**Task details:**
Print the lines of the data, starting with the first, up to and including the line where "pub const CLOSE_WAIT: Duration" appears.

───── Input data ─────

// src/constants.rs

use std::time::Duration;

/// How often a task worker polls its child for exit while waiting out a timeout or a halt.
pub const EXIT_POLL_INTERVAL: Duration = Duration::from_millis(10);

/// Deadline used by `ProcessRunner::close`.
pub const CLOSE_WAIT: Duration = Duration::from_secs(30 * 60);

/// Maximum number of tasks that may be queued on a runner before `submit` is refused.
pub const DEFAULT_BACKLOG: usize = 1024 * 1024;

/// Lower bound for the number of workers of a parallel runner.
pub const MIN_PARALLEL_WORKERS: usize = 2;

/// Drain threads allocated per scheduling worker (one per output stream).
pub const DRAIN_THREADS_PER_WORKER: usize = 2;

/// Default minimum run of blanks separating two columns of tabular output.
pub const DEFAULT_MIN_SPLIT_SPACES: usize = 2;

/// Environment variable holding the `env_logger` filter for the `procrun` binary.
pub const LOG_ENV_VAR: &str = "PROCRUN_LOG";

/// Group label used in log records of runners created without one.
pub const DEFAULT_GROUP: &str = "runner";

/// How long a task waits for the output of a destroyed process to close before abandoning its
/// drains. A grandchild holding the pipe open would otherwise stall the task indefinitely.
pub const DRAIN_GRACE: Duration = Duration::from_secs(2);
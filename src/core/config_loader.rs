//! # Config Loader
//!
//! Declarative configuration for runners and the commands they run.
//!
//! - [`RunnerConfig`] describes how a [`ProcessRunner`](crate::ProcessRunner) schedules work.
//! - [`CommandConfig`] is one command of a job file and converts into a [`CommandSpec`].
//! - [`JobFile`] is a TOML document with a `[runner]` table and `[[command]]` entries:
//!
//! ```toml
//! [runner]
//! mode = "parallel"
//! group = "build"
//!
//! [[command]]
//! name = "list"
//! line = "ls -la"
//! cwd = "~/projects"
//! fail_on_exit_code = true
//!
//! [[command]]
//! program = "/bin/sh"
//! args = ["-c", "echo $GREETING"]
//! env = { GREETING = "hello" }
//! timeout_ms = 5000
//! ```

use crate::constants::{DEFAULT_BACKLOG, DEFAULT_GROUP};
use crate::models::{CommandSpec, RunMode};
use crate::system::errors::RunnerError;
use serde::{Deserialize, Serialize};
use std::collections::HashMap;
use std::fs;
use std::path::{Path, PathBuf};
use std::time::Duration;
use thiserror::Error;

/// Errors raised while loading a job file or converting its entries.
#[derive(Error, Debug)]
pub enum ConfigError {
    #[error("Failed to read job file '{path}': {source}")]
    Io {
        path: PathBuf,
        #[source]
        source: std::io::Error,
    },
    #[error("Failed to parse TOML file at '{path}': {source}")]
    TomlParse {
        path: PathBuf,
        #[source]
        source: toml::de::Error,
    },
    #[error("Failed to expand working directory '{value}': {message}")]
    Expand { value: String, message: String },
    #[error("Invalid command '{name}': {source}")]
    Command {
        name: String,
        #[source]
        source: RunnerError,
    },
}

/// How a runner is built.
#[derive(Serialize, Deserialize, Debug, Clone, PartialEq, Eq)]
#[serde(default)]
pub struct RunnerConfig {
    /// Serial or parallel scheduling.
    pub mode: RunMode,
    /// Label prefixed to every log record of the runner and its tasks.
    pub group: String,
    /// Log task lifecycle events at `info` instead of `debug`.
    pub verbose: bool,
    /// Worker count of a parallel runner; `max(CPUs, 2)` when unset. Ignored when serial.
    pub workers: Option<usize>,
    /// Size of the drain pool; two per worker when unset.
    pub drain_threads: Option<usize>,
    /// Maximum number of tasks pending at once.
    pub backlog: usize,
}

impl Default for RunnerConfig {
    fn default() -> Self {
        Self {
            mode: RunMode::default(),
            group: DEFAULT_GROUP.to_string(),
            verbose: false,
            workers: None,
            drain_threads: None,
            backlog: DEFAULT_BACKLOG,
        }
    }
}

/// One `[[command]]` entry of a job file.
#[derive(Serialize, Deserialize, Debug, Clone, Default, PartialEq, Eq)]
#[serde(default)]
pub struct CommandConfig {
    /// Name used in reports.
    pub name: Option<String>,
    /// Shell-like command line, tokenized at submit time.
    pub line: Option<String>,
    /// Executable, as an alternative to `line`.
    pub program: Option<String>,
    /// Arguments appended to `program` or to the tokenized `line`.
    pub args: Vec<String>,
    /// Environment overrides.
    pub env: HashMap<String, String>,
    /// Working directory; `~` and environment variables are expanded, relative paths are
    /// resolved against the directory of the job file.
    pub cwd: Option<String>,
    /// Send stderr to the stdout sink.
    pub merge_stderr: bool,
    /// Share the standard streams of `procrun` instead of capturing them.
    pub inherit_io: bool,
    /// Fail on a non-zero exit code.
    pub fail_on_exit_code: bool,
    /// Fail when the time limit is hit.
    pub fail_on_timeout: bool,
    /// Run time limit in milliseconds; 0 disables it.
    pub timeout_ms: u64,
}

impl CommandConfig {
    /// Name used in reports: the configured name, else the command itself.
    pub fn display_name(&self) -> String {
        if let Some(name) = &self.name {
            return name.clone();
        }
        match (&self.line, &self.program) {
            (Some(line), _) => line.clone(),
            (None, Some(program)) => std::iter::once(program.as_str())
                .chain(self.args.iter().map(String::as_str))
                .collect::<Vec<_>>()
                .join(" "),
            (None, None) => "<empty>".to_string(),
        }
    }

    /// Builds the spec this entry describes. `base_dir` anchors a relative `cwd`.
    pub fn to_spec(&self, base_dir: Option<&Path>) -> Result<CommandSpec, ConfigError> {
        let invalid = |source| ConfigError::Command {
            name: self.display_name(),
            source,
        };
        let spec = match (&self.line, &self.program) {
            (Some(_), Some(_)) => return Err(invalid(RunnerError::AmbiguousCommand)),
            (None, None) => return Err(invalid(RunnerError::EmptyCommand)),
            (Some(line), None) => CommandSpec::from_line(line.clone()).args(self.args.iter().cloned()),
            (None, Some(program)) => CommandSpec::new(program.clone()).args(self.args.iter().cloned()),
        };
        let mut spec = spec
            .envs(self.env.clone())
            .merge_stderr(self.merge_stderr)
            .inherit_io(self.inherit_io)
            .fail_on_exit_code(self.fail_on_exit_code)
            .fail_on_timeout(self.fail_on_timeout)
            .timeout(Duration::from_millis(self.timeout_ms));
        if let Some(cwd) = &self.cwd {
            spec = spec.working_dir(expand_dir(cwd, base_dir)?);
        }
        spec.argv().map_err(invalid)?;
        Ok(spec)
    }
}

/// A parsed job file.
#[derive(Serialize, Deserialize, Debug, Clone, Default, PartialEq, Eq)]
#[serde(default)]
pub struct JobFile {
    /// The `[runner]` table.
    pub runner: RunnerConfig,
    /// The `[[command]]` entries.
    #[serde(rename = "command")]
    pub commands: Vec<CommandConfig>,
    /// Directory the file was loaded from; anchors relative working directories.
    #[serde(skip)]
    pub base_dir: Option<PathBuf>,
}

impl JobFile {
    /// Converts every entry into a spec, stopping at the first invalid one.
    pub fn specs(&self) -> Result<Vec<(String, CommandSpec)>, ConfigError> {
        self.commands
            .iter()
            .map(|command| Ok((command.display_name(), command.to_spec(self.base_dir.as_deref())?)))
            .collect()
    }
}

/// Reads and parses a job file.
pub fn load_job_file(path: &Path) -> Result<JobFile, ConfigError> {
    log::debug!("Loading job file '{}'.", path.display());
    let content = fs::read_to_string(path).map_err(|source| ConfigError::Io {
        path: path.to_path_buf(),
        source,
    })?;
    let mut job: JobFile = parse_job_file(&content, path)?;
    job.base_dir = path
        .parent()
        .filter(|parent| !parent.as_os_str().is_empty())
        .map(|parent| dunce::simplified(parent).to_path_buf());
    log::debug!(
        "Job file '{}' declares {} command(s) for a {} runner.",
        path.display(),
        job.commands.len(),
        job.runner.mode
    );
    Ok(job)
}

/// Parses job file `content`; `path` is only used in error messages.
pub fn parse_job_file(content: &str, path: &Path) -> Result<JobFile, ConfigError> {
    toml::from_str(content).map_err(|source| ConfigError::TomlParse {
        path: path.to_path_buf(),
        source,
    })
}

/// Expands `~` and environment variables in `value`; a relative result is joined onto `base_dir`.
pub fn expand_dir(value: &str, base_dir: Option<&Path>) -> Result<PathBuf, ConfigError> {
    let expanded = shellexpand::full(value).map_err(|e| ConfigError::Expand {
        value: value.to_string(),
        message: e.to_string(),
    })?;
    let path = PathBuf::from(expanded.into_owned());
    let path = match base_dir {
        Some(base) if path.is_relative() => base.join(path),
        _ => path,
    };
    Ok(dunce::simplified(&path).to_path_buf())
}

#[cfg(test)]
mod tests {
    use super::*;
    use std::io::Write;

    const JOBS: &str = r#"
        [runner]
        mode = "parallel"
        group = "ci"
        workers = 3

        [[command]]
        name = "greet"
        line = "/bin/sh -c 'echo $GREETING'"
        env = { GREETING = "hi" }
        fail_on_exit_code = true

        [[command]]
        program = "ls"
        args = ["-la"]
        cwd = "sub"
        timeout_ms = 1500
    "#;

    #[test]
    fn test_parse_job_file() {
        let job = parse_job_file(JOBS, Path::new("jobs.toml")).unwrap();
        assert_eq!(job.runner.mode, RunMode::Parallel);
        assert_eq!(job.runner.group, "ci");
        assert_eq!(job.runner.workers, Some(3));
        assert_eq!(job.runner.backlog, DEFAULT_BACKLOG);
        assert_eq!(job.commands.len(), 2);

        let greet = job.commands[0].to_spec(None).unwrap();
        assert_eq!(greet.argv().unwrap(), vec!["/bin/sh", "-c", "echo $GREETING"]);
        assert_eq!(greet.env_vars().get("GREETING").map(String::as_str), Some("hi"));
        assert!(greet.fails_on_exit_code());

        assert_eq!(job.commands[1].display_name(), "ls -la");
        let ls = job.commands[1].to_spec(Some(Path::new("/base"))).unwrap();
        assert_eq!(ls.dir(), Some(Path::new("/base/sub")));
        assert_eq!(ls.time_limit(), Some(Duration::from_millis(1500)));
    }

    #[test]
    fn test_empty_document_uses_defaults() {
        let job = parse_job_file("", Path::new("empty.toml")).unwrap();
        assert_eq!(job.runner, RunnerConfig::default());
        assert_eq!(job.runner.group, DEFAULT_GROUP);
        assert!(job.commands.is_empty());
    }

    #[test]
    fn test_command_forms_are_exclusive() {
        let both = CommandConfig {
            line: Some("ls".to_string()),
            program: Some("ls".to_string()),
            ..CommandConfig::default()
        };
        let err = both.to_spec(None).unwrap_err();
        assert!(matches!(
            err,
            ConfigError::Command {
                source: RunnerError::AmbiguousCommand,
                ..
            }
        ));

        let neither = CommandConfig {
            name: Some("nothing".to_string()),
            ..CommandConfig::default()
        };
        let err = neither.to_spec(None).unwrap_err();
        assert!(err.to_string().starts_with("Invalid command 'nothing'"));
    }

    #[test]
    fn test_unparsable_line_is_rejected() {
        let config = CommandConfig {
            line: Some("echo 'open".to_string()),
            ..CommandConfig::default()
        };
        assert!(matches!(
            config.to_spec(None),
            Err(ConfigError::Command {
                source: RunnerError::CommandParse(_),
                ..
            })
        ));
    }

    #[test]
    fn test_load_job_file_anchors_relative_dirs() {
        let dir = tempfile::tempdir().unwrap();
        let path = dir.path().join("jobs.toml");
        let mut file = fs::File::create(&path).unwrap();
        file.write_all(JOBS.as_bytes()).unwrap();

        let job = load_job_file(&path).unwrap();
        let specs = job.specs().unwrap();
        assert_eq!(specs[0].0, "greet");
        assert_eq!(specs[1].1.dir(), Some(dir.path().join("sub").as_path()));
    }

    #[test]
    fn test_load_errors_name_the_file() {
        let err = load_job_file(Path::new("/definitely/missing/jobs.toml")).unwrap_err();
        assert!(err.to_string().contains("/definitely/missing/jobs.toml"));

        let err = parse_job_file("[runner]\nmode = \"sideways\"", Path::new("bad.toml")).unwrap_err();
        assert!(matches!(err, ConfigError::TomlParse { .. }));
    }
}
//! # Core Layer
//!
//! Pure, OS-independent building blocks of the runner.
//!
//! ## Modules
//!
//! - **`tokenizer`**: splits shell-like command lines into argv and column-aligned text into cells.
//! - **`sinks`**: the `OutputSink` contract and the stock collectors that receive process output.
//! - **`config_loader`**: `RunnerConfig` and the TOML job files read by the `procrun` binary.

pub mod config_loader;
pub mod sinks;
pub mod tokenizer;

use std::sync::{Mutex, MutexGuard, PoisonError};

/// Locks a mutex, recovering the data if a previous holder panicked.
pub(crate) fn lock<T: ?Sized>(mutex: &Mutex<T>) -> MutexGuard<'_, T> {
    mutex.lock().unwrap_or_else(PoisonError::into_inner)
}
// src/system/runner.rs

//! The scheduler.
//!
//! A [`ProcessRunner`] owns a scheduling pool (one thread when serial, one per CPU when
//! parallel), a drain pool shared by the output readers of its tasks, and the registry of tasks
//! that have not stopped yet. `halt` retires the current pools; `reset` installs fresh ones so
//! the same runner can be used again.

use crate::constants::{CLOSE_WAIT, DRAIN_THREADS_PER_WORKER, MIN_PARALLEL_WORKERS};
use crate::core::config_loader::RunnerConfig;
use crate::core::lock;
use crate::core::sinks::{SharedSink, line_fn};
use crate::models::{CommandSpec, RunMode};
use crate::system::errors::RunnerError;
use crate::system::drain::DrainPool;
use crate::system::gate::WorkTracker;
use crate::system::signal::Signal;
use crate::system::task::{ProcessTask, TaskContext};
use rayon::{ThreadPool, ThreadPoolBuilder};
use std::any::Any;
use std::collections::{BTreeMap, HashMap};
use std::fmt;
use std::num::NonZeroUsize;
use std::path::PathBuf;
use std::sync::atomic::{AtomicU64, Ordering};
use std::sync::{Arc, Mutex};
use std::time::Duration;

type UserData = Arc<dyn Any + Send + Sync>;

/// Options of [`ProcessRunner::cmd`].
///
/// When no `stderr` sink is given, stderr is merged into the output sink.
#[derive(Default)]
pub struct CmdOptions {
    /// Command line, tokenized like a shell would.
    pub line: String,
    /// Working directory of the child.
    pub dir: Option<PathBuf>,
    /// Environment overrides.
    pub env: HashMap<String, String>,
    /// Fail the task on a non-zero exit code.
    pub fail_on_exit_code: bool,
    /// Fail the task when it runs into `timeout` or a wait budget.
    pub fail_on_timeout: bool,
    /// Run time limit; zero disables it.
    pub timeout: Duration,
    /// Separate sink for stderr.
    pub stderr: Option<SharedSink>,
}

impl CmdOptions {
    /// Options running `line` with everything else defaulted.
    pub fn new(line: impl Into<String>) -> Self {
        Self {
            line: line.into(),
            ..Self::default()
        }
    }

    /// Sets the working directory.
    pub fn dir(mut self, dir: impl Into<PathBuf>) -> Self {
        self.dir = Some(dir.into());
        self
    }

    /// Adds an environment override.
    pub fn env(mut self, key: impl Into<String>, value: impl Into<String>) -> Self {
        self.env.insert(key.into(), value.into());
        self
    }

    /// Fail the task on a non-zero exit code.
    pub fn fail_on_exit_code(mut self, yes: bool) -> Self {
        self.fail_on_exit_code = yes;
        self
    }

    /// Fail the task on a timeout.
    pub fn fail_on_timeout(mut self, yes: bool) -> Self {
        self.fail_on_timeout = yes;
        self
    }

    /// Sets the run time limit.
    pub fn timeout(mut self, timeout: Duration) -> Self {
        self.timeout = timeout;
        self
    }

    /// Routes stderr to its own sink instead of merging it.
    pub fn stderr(mut self, sink: SharedSink) -> Self {
        self.stderr = Some(sink);
        self
    }

    fn into_parts(self) -> (CommandSpec, Option<SharedSink>) {
        let spec = CommandSpec::from_line(self.line)
            .envs(self.env)
            .fail_on_exit_code(self.fail_on_exit_code)
            .fail_on_timeout(self.fail_on_timeout)
            .timeout(self.timeout)
            .merge_stderr(self.stderr.is_none());
        let spec = match self.dir {
            Some(dir) => spec.working_dir(dir),
            None => spec,
        };
        (spec, self.stderr)
    }
}

impl From<&str> for CmdOptions {
    fn from(line: &str) -> Self {
        Self::new(line)
    }
}

impl From<String> for CmdOptions {
    fn from(line: String) -> Self {
        Self::new(line)
    }
}

impl fmt::Debug for CmdOptions {
    fn fmt(&self, f: &mut fmt::Formatter<'_>) -> fmt::Result {
        f.debug_struct("CmdOptions")
            .field("line", &self.line)
            .field("dir", &self.dir)
            .field("env", &self.env)
            .field("fail_on_exit_code", &self.fail_on_exit_code)
            .field("fail_on_timeout", &self.fail_on_timeout)
            .field("timeout", &self.timeout)
            .field("stderr", &self.stderr.is_some())
            .finish()
    }
}

struct Pools {
    workers: ThreadPool,
    drains: Arc<DrainPool>,
}

/// Pools and pending work of one halt-to-halt span of a runner.
struct Generation {
    number: u64,
    /// `None` once halted.
    pools: Option<Pools>,
    work: Arc<WorkTracker>,
}

pub(crate) struct RunnerInner {
    config: RunnerConfig,
    workers: usize,
    drain_threads: usize,
    registry: Mutex<BTreeMap<u64, Arc<ProcessTask>>>,
    generation: Mutex<Generation>,
    next_id: AtomicU64,
    user_data: Mutex<HashMap<String, UserData>>,
}

impl RunnerInner {
    pub(crate) fn deregister(&self, id: u64) {
        lock(&self.registry).remove(&id);
    }

    fn build_pools(&self, number: u64) -> Result<Pools, RunnerError> {
        let group = self.config.group.clone();
        let workers = ThreadPoolBuilder::new()
            .num_threads(self.workers)
            .thread_name({
                let group = group.clone();
                move |i| format!("{}-{}-worker-{}", group, number, i)
            })
            .panic_handler(|_| log::error!("A runner worker panicked."))
            .build()?;
        let drains = ThreadPoolBuilder::new()
            .num_threads(self.drain_threads)
            .thread_name({
                let group = group.clone();
                move |i| format!("{}-{}-drain-{}", group, number, i)
            })
            .panic_handler(|_| log::error!("A drain worker panicked."))
            .build()?;
        Ok(Pools {
            workers,
            drains: Arc::new(DrainPool::new(drains, format!("{}-{}-drain", group, number))),
        })
    }
}

/// Scheduler of supervised processes. Cloning yields another handle to the same runner.
#[derive(Clone)]
pub struct ProcessRunner {
    inner: Arc<RunnerInner>,
}
// src/system/gate.rs

//! Blocking synchronization primitives shared by tasks and runners.
//!
//! - [`Gate`]: a one-shot latch. Once opened it stays open, so a waiter arriving late can never
//!   miss the notification.
//! - [`WorkTracker`]: counts scheduled work of one runner generation and lets `halt` wait for it
//!   to drain.

use crate::core::lock;
use std::sync::{Condvar, Mutex};
use std::time::{Duration, Instant};

/// One-shot latch with blocking waits.
#[derive(Debug, Default)]
pub struct Gate {
    open: Mutex<bool>,
    cond: Condvar,
}

impl Gate {
    /// A closed gate.
    pub fn new() -> Self {
        Self::default()
    }

    /// Opens the gate and wakes every waiter. Opening twice is a no-op.
    pub fn open(&self) {
        let mut open = lock(&self.open);
        if !*open {
            *open = true;
            self.cond.notify_all();
        }
    }

    /// Whether the gate has been opened.
    pub fn is_open(&self) -> bool {
        *lock(&self.open)
    }

    /// Blocks until the gate opens.
    pub fn wait(&self) {
        let mut open = lock(&self.open);
        while !*open {
            open = self
                .cond
                .wait(open)
                .unwrap_or_else(std::sync::PoisonError::into_inner);
        }
    }

    /// Blocks until the gate opens or `deadline` passes; returns whether it is open.
    pub fn wait_until(&self, deadline: Instant) -> bool {
        let mut open = lock(&self.open);
        while !*open {
            let now = Instant::now();
            if now >= deadline {
                return false;
            }
            let (guard, _) = self
                .cond
                .wait_timeout(open, deadline - now)
                .unwrap_or_else(std::sync::PoisonError::into_inner);
            open = guard;
        }
        true
    }

    /// Waits for the gate, bounded by `deadline` when one is given.
    pub fn wait_deadline(&self, deadline: Option<Instant>) -> bool {
        match deadline {
            Some(deadline) => self.wait_until(deadline),
            None => {
                self.wait();
                true
            }
        }
    }
}

/// Counter of scheduled-but-unfinished work items.
#[derive(Debug, Default)]
pub struct WorkTracker {
    pending: Mutex<usize>,
    idle: Condvar,
}

impl WorkTracker {
    /// A tracker with nothing pending.
    pub fn new() -> Self {
        Self::default()
    }

    /// Number of unfinished work items.
    pub fn pending(&self) -> usize {
        *lock(&self.pending)
    }

    /// Registers a work item unless `limit` items are already pending.
    pub fn try_begin(&self, limit: usize) -> bool {
        let mut pending = lock(&self.pending);
        if *pending >= limit {
            return false;
        }
        *pending += 1;
        true
    }

    /// Marks one item done, waking idle waiters at zero.
    pub fn finish(&self) {
        let mut pending = lock(&self.pending);
        *pending = pending.saturating_sub(1);
        if *pending == 0 {
            self.idle.notify_all();
        }
    }

    /// Blocks until no work is pending or `max_wait` elapses; returns whether it went idle.
    pub fn wait_idle(&self, max_wait: Duration) -> bool {
        let deadline = Instant::now().checked_add(max_wait);
        let mut pending = lock(&self.pending);
        while *pending > 0 {
            let timeout = match deadline {
                Some(deadline) => {
                    let now = Instant::now();
                    if now >= deadline {
                        return false;
                    }
                    deadline - now
                }
                // Deadline beyond what `Instant` can represent: wait in long slices.
                None => Duration::from_secs(3600),
            };
            let (guard, _) = self
                .idle
                .wait_timeout(pending, timeout)
                .unwrap_or_else(std::sync::PoisonError::into_inner);
            pending = guard;
        }
        true
    }
}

─────

**Final answer:**
// src/constants.rs

use std::time::Duration;

/// How often a task worker polls its child for exit while waiting out a timeout or a halt.
pub const EXIT_POLL_INTERVAL: Duration = Duration::from_millis(10);

/// Deadline used by `ProcessRunner::close`.
pub const CLOSE_WAIT: Duration = Duration::from_secs(30 * 60);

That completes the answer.